Some 5,000 devices were set to explode by remote control or when two buttons were pressed, using both hands, to receive an encrypted message.
By Batya Jerenberg, World Israel News
The September 17 and 18 pagers explosions that maimed some 3,000 Hezbollah operatives in Lebanon and killed a few dozen was almost two years in the making, The Washington Post reported Sunday in an exclusive report.
Citing unnamed American, Israeli and Lebanese security and other sources, the paper reported that in February 2023, a marketing agent who used to work for the Gold Apollo pagers company in the Middle East and then formed her own company to sell them and other beepers, convinced Hezbollah officials to make a bulk purchase of 5,000 devices.
“She was the one in touch with Hezbollah, and explained to them why the bigger pager with the larger battery was better than the original model,” said an Israeli official.
Two major selling points of the AR924 model were their hard cases and their extra-long battery life, making them particularly suitable for months-long use in rugged conditions.
Neither the Apollo company nor the unnamed marketing agent knew anything about the secret Israeli plan to assemble the devices themselves, inserting a battery pack with a tiny but powerful bomb inside and then slipping them into the shipment.

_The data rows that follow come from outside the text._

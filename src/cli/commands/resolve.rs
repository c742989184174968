//! Resolve command implementation
//!
//! Implements `fwpcd resolve` to bind library instances to the library
//! classes of one platform module.

use std::path::Path;

use anyhow::{anyhow, bail, Context, Result};

use crate::cli::commands::load_project;
use crate::cli::output::{self, status, OutputConfig};
use crate::core::ids::{guid_text, ModuleKey};
use crate::core::resolver::ResolutionSession;
use crate::core::workspace::Workspace;
use crate::infra::loader::save_platform;

/// Options for the resolve command
#[derive(Debug, Clone, Default)]
pub struct ResolveOptions {
    /// Module name or four-part key
    pub module: String,
    /// `INSTANCE=CLASS` pairs, applied in order
    pub bind: Vec<String>,
    /// Instances to unbind after all binds
    pub unbind: Vec<String>,
    /// Skip replaying the platform's saved instances
    pub fresh: bool,
    /// Write the result back into the platform descriptor
    pub save: bool,
}

/// Split an `INSTANCE=CLASS` argument
pub fn parse_binding(arg: &str) -> Result<(&str, &str)> {
    match arg.split_once('=') {
        Some((instance, class)) if !instance.trim().is_empty() && !class.trim().is_empty() => {
            Ok((instance.trim(), class.trim()))
        }
        _ => bail!("Invalid binding '{arg}'. Expected INSTANCE=CLASS"),
    }
}

fn lookup(workspace: &Workspace, query: &str) -> Result<ModuleKey> {
    workspace
        .find_module(query)
        .ok_or_else(|| anyhow!("Unknown module '{query}'"))
}

/// Execute the resolve command
pub fn execute(project_dir: &Path, options: &ResolveOptions) -> Result<()> {
    let project = load_project(project_dir)?;
    let workspace = &project.report.workspace;
    let mut platform = project.platform().context("Failed to load platform")?;

    let module = lookup(workspace, &options.module)?;
    let mut session = ResolutionSession::open(workspace, &module)
        .with_context(|| format!("Failed to open session for '{}'", options.module))?;

    match platform.module(&module) {
        Some(entry) if !options.fresh => {
            session
                .restore(&entry.library_instances)
                .context("Failed to replay saved library instances")?;
        }
        Some(_) => {}
        None => {
            if options.save {
                bail!(
                    "Module '{}' is not part of platform '{}'",
                    options.module,
                    platform.name
                );
            }
            output::info(format!(
                "{} is not part of platform '{}'",
                options.module, platform.name
            ));
        }
    }

    for arg in &options.bind {
        let (instance, class) = parse_binding(arg)?;
        let key = lookup(workspace, instance)?;
        session
            .bind(&key, class)
            .with_context(|| format!("Failed to bind '{instance}' to '{class}'"))?;
    }

    for instance in &options.unbind {
        let key = lookup(workspace, instance)?;
        session
            .unbind(&key)
            .with_context(|| format!("Failed to unbind '{instance}'"))?;
    }

    if options.save {
        platform
            .apply_session(&session)
            .context("Failed to update platform")?;
        save_platform(&project.platform_path, &platform).context("Failed to save platform")?;
    }

    if OutputConfig::global().json {
        return output::json(&session.snapshot());
    }

    print_session(workspace, &session);
    if options.save {
        output::success(format!("Saved {}", project.platform_path.display()));
    }
    Ok(())
}

fn print_session(workspace: &Workspace, session: &ResolutionSession<'_>) {
    let module = session.module();
    output::line(format!(
        "Module {} ({module})",
        workspace.module_name(module)
    ));

    output::line("\nLibrary instances:");
    let instances = session.library_instances();
    if instances.is_empty() {
        output::line("  (none)");
    }
    for key in &instances {
        output::line(format!("  • {} ({key})", workspace.module_name(key)));
    }

    let outstanding = session.class_instance_map();
    if !outstanding.is_empty() {
        output::line("\nUnresolved library classes:");
        for (class, candidates) in outstanding {
            if candidates.is_empty() {
                output::line(format!("  {} {class}: no candidates", status::ERROR));
                continue;
            }
            let names: Vec<String> = candidates
                .iter()
                .map(|key| workspace.module_name(key))
                .collect();
            output::line(format!("  {} {class}: {}", status::WARNING, names.join(", ")));
        }
    }

    let pcds = session.pcd_build_definitions();
    if !pcds.is_empty() {
        output::line("\nPCD build definitions:");
        for pcd in &pcds {
            output::line(format!(
                "  • {}.{}  {}  {}",
                guid_text(&pcd.token_space_guid),
                pcd.c_name,
                pcd.item_type,
                pcd.datum_type
            ));
        }
    }

    for diagnostic in session.diagnostics() {
        output::warning(diagnostic.to_string());
    }

    if session.is_complete() {
        output::success("All library classes are resolved");
    }
}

The explosive was so well hidden that even if suspicious terrorists would take the devices apart – which Israeli officials believe at least some of them did, even perhaps X-raying them – it wouldn’t be found.
The report quoted an Israeli official who explained that the pagers were rigged to explode when someone received a special, encrypted message that required him to press two buttons simultaneously, necessitating the use of two hands.

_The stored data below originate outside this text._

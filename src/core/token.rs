//! PCD token
//!
//! A token is one PCD entry, identified by its C name plus token space GUID.
//! Its attributes come from three levels: the declaring package supplies type,
//! size and default; each module contributes a usage instance; the platform
//! assigns item type, token number, SKU data and the final value.

use serde::Serialize;
use uguid::Guid;

use crate::core::ids::{guid_text, NULL_GUID};
use crate::core::types::{DatumType, PcdType, Usage};

/// One module's use of a token
#[derive(Debug, Clone, PartialEq, Eq, Serialize)]
pub struct UsageInstance {
    /// Module name, compared case-insensitively
    pub module_name: String,
    /// How the module uses the token
    pub usage: Usage,
}

impl UsageInstance {
    pub fn new(module_name: impl Into<String>, usage: Usage) -> Self {
        Self {
            module_name: module_name.into(),
            usage,
        }
    }
}

/// Value of a token for one SKU
#[derive(Debug, Clone, PartialEq, Eq, Serialize)]
pub struct SkuInstance {
    pub id: u32,
    pub value: String,
}

/// HII variable a dynamic token is stored in
#[derive(Debug, Clone, PartialEq, Eq, Serialize)]
pub struct HiiBinding {
    pub variable_name: String,
    #[serde(serialize_with = "serialize_guid")]
    pub variable_guid: Guid,
    pub variable_offset: u64,
}

/// A PCD token
///
/// Optional attributes are `None` until a level of the merge sets them.
#[derive(Debug, Clone, PartialEq, Serialize)]
pub struct Token {
    pub c_name: String,
    #[serde(serialize_with = "serialize_guid")]
    pub token_space_guid: Guid,
    /// Token number declared by the package
    pub token_number: u32,
    /// Token space assigned by the platform, null when unassigned
    #[serde(serialize_with = "serialize_guid")]
    pub assigned_token_space_guid: Guid,
    /// Token number assigned by the platform
    pub assigned_token_number: u32,
    pub pcd_type: PcdType,
    /// Item types the declaring package allows
    pub supported_pcd_types: Vec<PcdType>,
    pub datum_type: DatumType,
    pub datum_size: Option<u32>,
    /// Whether the platform configures this token
    pub is_platform: bool,
    pub default_value: Option<String>,
    /// Value assigned by the platform
    pub datum: Option<String>,
    pub sku_enabled: bool,
    pub sku_data_array_enabled: bool,
    pub sku_id: Option<u32>,
    pub max_sku_count: Option<u32>,
    pub sku_data: Vec<SkuInstance>,
    pub hii: Option<HiiBinding>,
    pub vpd_offset: Option<u64>,
    pub producers: Vec<UsageInstance>,
    pub consumers: Vec<UsageInstance>,
}

fn serialize_guid<S: serde::Serializer>(guid: &Guid, serializer: S) -> Result<S::Ok, S::Error> {
    serializer.serialize_str(&guid_text(guid))
}

impl Token {
    /// Create a token with every optional attribute unset
    ///
    /// Missing GUIDs are normalized to the null GUID.
    pub fn new(
        c_name: impl Into<String>,
        token_space_guid: Option<Guid>,
        assigned_token_space_guid: Option<Guid>,
    ) -> Self {
        Self {
            c_name: c_name.into(),
            token_space_guid: token_space_guid.unwrap_or(NULL_GUID),
            token_number: 0,
            assigned_token_space_guid: assigned_token_space_guid.unwrap_or(NULL_GUID),
            assigned_token_number: 0,
            pcd_type: PcdType::Unknown,
            supported_pcd_types: Vec::new(),
            datum_type: DatumType::Unknown,
            datum_size: None,
            is_platform: false,
            default_value: None,
            datum: None,
            sku_enabled: false,
            sku_data_array_enabled: false,
            sku_id: None,
            max_sku_count: None,
            sku_data: Vec::new(),
            hii: None,
            vpd_offset: None,
            producers: Vec::new(),
            consumers: Vec::new(),
        }
    }

    /// Registry key: `"<cName>-<guid>"`
    ///
    /// Uses the platform-assigned token space when one is present. Presence is
    /// decided by comparing the GUID value with the null GUID.
    pub fn primary_key(
        c_name: &str,
        token_space_guid: &Guid,
        assigned_token_space_guid: &Guid,
    ) -> String {
        let space = if *assigned_token_space_guid == NULL_GUID {
            token_space_guid
        } else {
            assigned_token_space_guid
        };
        format!("{c_name}-{}", guid_text(space))
    }

    /// This token's registry key
    pub fn key(&self) -> String {
        Self::primary_key(
            &self.c_name,
            &self.token_space_guid,
            &self.assigned_token_space_guid,
        )
    }

    /// Whether the platform assigned a token space
    pub fn has_assigned_token_space(&self) -> bool {
        self.assigned_token_space_guid != NULL_GUID
    }

    /// Whether HII storage is configured
    pub fn hii_enabled(&self) -> bool {
        self.hii.is_some()
    }

    /// Whether VPD storage is configured
    pub fn vpd_enabled(&self) -> bool {
        self.vpd_offset.is_some()
    }

    /// Record a module's usage of this token
    ///
    /// Returns `false` and leaves the token untouched for an `Unknown` usage.
    /// Repeated usages for the same module are all kept.
    pub fn add_usage_instance(&mut self, instance: UsageInstance) -> bool {
        if instance.usage == Usage::Unknown {
            return false;
        }

        if instance.usage.is_produced() {
            self.producers.push(instance);
        } else {
            self.consumers.push(instance);
        }
        true
    }

    /// Usage of this token by `module_name`, `Unknown` when not used
    pub fn usage_for_module(&self, module_name: &str) -> Usage {
        self.usage_instance_for_module(module_name)
            .map_or(Usage::Unknown, |instance| instance.usage)
    }

    /// First usage instance of `module_name`, producers before consumers
    pub fn usage_instance_for_module(&self, module_name: &str) -> Option<&UsageInstance> {
        if module_name.is_empty() {
            return None;
        }

        self.producers
            .iter()
            .chain(self.consumers.iter())
            .find(|instance| instance.module_name.eq_ignore_ascii_case(module_name))
    }
}

#[cfg(test)]
mod tests {
    use super::*;
    use crate::test_utils::generators::{c_name, guid, valid_usage};
    use proptest::prelude::*;
    use uguid::guid;

    const SPACE: Guid = guid!("914aebe7-4635-459b-aa1c-11e219b03a10");
    const PLATFORM_SPACE: Guid = guid!("4d6a7f0b-1d5e-4b6a-9a0f-0c8c4a3f2b11");

    #[test]
    fn test_new_token_has_unset_attributes() {
        let token = Token::new("PcdDebugPrintErrorLevel", None, None);

        assert_eq!(token.token_space_guid, NULL_GUID);
        assert_eq!(token.assigned_token_space_guid, NULL_GUID);
        assert_eq!(token.pcd_type, PcdType::Unknown);
        assert_eq!(token.datum_type, DatumType::Unknown);
        assert_eq!(token.datum_size, None);
        assert_eq!(token.sku_id, None);
        assert_eq!(token.vpd_offset, None);
        assert!(token.hii.is_none());
        assert!(token.sku_data.is_empty());
        assert!(token.producers.is_empty());
        assert!(token.consumers.is_empty());
    }

    #[test]
    fn test_primary_key_uses_declared_space_without_assignment() {
        let key = Token::primary_key("PcdFoo", &SPACE, &NULL_GUID);
        assert_eq!(key, "PcdFoo-914aebe7-4635-459b-aa1c-11e219b03a10");
    }

    #[test]
    fn test_primary_key_prefers_assigned_space() {
        let key = Token::primary_key("PcdFoo", &SPACE, &PLATFORM_SPACE);
        assert_eq!(key, "PcdFoo-4d6a7f0b-1d5e-4b6a-9a0f-0c8c4a3f2b11");
    }

    #[test]
    fn test_primary_key_treats_parsed_null_guid_as_unassigned() {
        // A null GUID built from text must compare equal to the constant.
        let parsed = crate::core::ids::parse_guid("00000000-0000-0000-0000-000000000000").unwrap();
        let key = Token::primary_key("PcdFoo", &SPACE, &parsed);
        assert_eq!(key, Token::primary_key("PcdFoo", &SPACE, &NULL_GUID));
    }

    #[test]
    fn test_add_usage_instance_routes_by_usage() {
        let mut token = Token::new("PcdFoo", Some(SPACE), None);

        assert!(token.add_usage_instance(UsageInstance::new("A", Usage::AlwaysProduced)));
        assert!(token.add_usage_instance(UsageInstance::new("B", Usage::SometimesProduced)));
        assert!(token.add_usage_instance(UsageInstance::new("C", Usage::AlwaysConsumed)));
        assert!(token.add_usage_instance(UsageInstance::new("D", Usage::SometimesConsumed)));

        let producers: Vec<_> = token.producers.iter().map(|u| u.module_name.as_str()).collect();
        let consumers: Vec<_> = token.consumers.iter().map(|u| u.module_name.as_str()).collect();
        assert_eq!(producers, ["A", "B"]);
        assert_eq!(consumers, ["C", "D"]);
    }

    #[test]
    fn test_add_usage_instance_rejects_unknown() {
        let mut token = Token::new("PcdFoo", Some(SPACE), None);
        let before = token.clone();

        assert!(!token.add_usage_instance(UsageInstance::new("A", Usage::Unknown)));
        assert_eq!(token, before);
    }

    #[test]
    fn test_add_usage_instance_keeps_duplicates() {
        let mut token = Token::new("PcdFoo", Some(SPACE), None);
        token.add_usage_instance(UsageInstance::new("A", Usage::AlwaysConsumed));
        token.add_usage_instance(UsageInstance::new("A", Usage::AlwaysConsumed));
        assert_eq!(token.consumers.len(), 2);
    }

    #[test]
    fn test_usage_lookup_is_case_insensitive() {
        let mut token = Token::new("PcdFoo", Some(SPACE), None);
        token.add_usage_instance(UsageInstance::new("BaseLib", Usage::AlwaysConsumed));

        assert_eq!(token.usage_for_module("baselib"), Usage::AlwaysConsumed);
        assert_eq!(
            token.usage_instance_for_module("BASELIB").map(|u| u.module_name.as_str()),
            Some("BaseLib")
        );
    }

    #[test]
    fn test_usage_lookup_prefers_producers() {
        let mut token = Token::new("PcdFoo", Some(SPACE), None);
        token.add_usage_instance(UsageInstance::new("Mod", Usage::AlwaysConsumed));
        token.add_usage_instance(UsageInstance::new("mod", Usage::SometimesProduced));

        assert_eq!(token.usage_for_module("MOD"), Usage::SometimesProduced);
    }

    #[test]
    fn test_usage_lookup_missing_module() {
        let token = Token::new("PcdFoo", Some(SPACE), None);
        assert_eq!(token.usage_for_module("Nobody"), Usage::Unknown);
        assert!(token.usage_instance_for_module("Nobody").is_none());
        assert!(token.usage_instance_for_module("").is_none());
    }

    proptest! {
        #[test]
        fn prop_primary_key_is_stable(name in c_name(), space in guid()) {
            prop_assert_eq!(
                Token::primary_key(&name, &space, &NULL_GUID),
                Token::primary_key(&name, &space, &NULL_GUID)
            );
        }

        #[test]
        fn prop_primary_key_distinguishes_names(a in c_name(), b in c_name(), space in guid()) {
            prop_assume!(a != b);
            prop_assert_ne!(
                Token::primary_key(&a, &space, &NULL_GUID),
                Token::primary_key(&b, &space, &NULL_GUID)
            );
        }

        #[test]
        fn prop_primary_key_distinguishes_spaces(name in c_name(), a in guid(), b in guid()) {
            prop_assume!(a != b);
            prop_assert_ne!(
                Token::primary_key(&name, &a, &NULL_GUID),
                Token::primary_key(&name, &b, &NULL_GUID)
            );
        }

        #[test]
        fn prop_usage_lands_in_one_list(usage in valid_usage(), module in c_name()) {
            let mut token = Token::new("PcdFoo", Some(SPACE), None);
            prop_assert!(token.add_usage_instance(UsageInstance::new(module.clone(), usage)));

            if usage.is_produced() {
                prop_assert_eq!(token.producers.len(), 1);
                prop_assert!(token.consumers.is_empty());
            } else {
                prop_assert_eq!(token.consumers.len(), 1);
                prop_assert!(token.producers.is_empty());
            }
            prop_assert_eq!(token.usage_for_module(&module.to_uppercase()), usage);
        }
    }
}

The blast would then injure both, rendering the terrorist “incapable” of fighting, the official said.
Reports out of Lebanon at the time also said an unknown number of terrorists were blinded or killed as they held the pagers up to their faces to read the message they were supposedly about to receive.
The pagers could also be set off remotely, which the Mossad did “less than a minute” after the encrypted message enticed the first massive group to hold the devices, the report said. Some 2,000 others then exploded.
Video clips uploaded to social media showed men being rushed to hospitals with injuries in the hip and stomach areas, consistent with the location such devices are usually carried about.
The report noted that the hundreds of Hezbollah walkie talkies that exploded the next day, injuring many more terrorists, were actually booby-trapped by Israel and sold to the terrorists much earlier, in 2015.
These specially-made two-way radios had a dual purpose. The first, which was how it was used for nine years, was its ability to let Israeli intelligence listen in on everything being said on the old-fashioned communication devices, giving the Mossad invaluable information on the most formidable enemy Israel had on its border. The second, like the pagers, was as an offensive weapon, as they, too, contained a small explosive hidden inside.
Once the pagers were blown up, it was almost a given that the walkie talkies had to be detonated as well, since the Israelis would expect Hezbollah to make the logical move of ordering that its operatives should get rid of all their communication devices at least temporarily, as a precautionary move.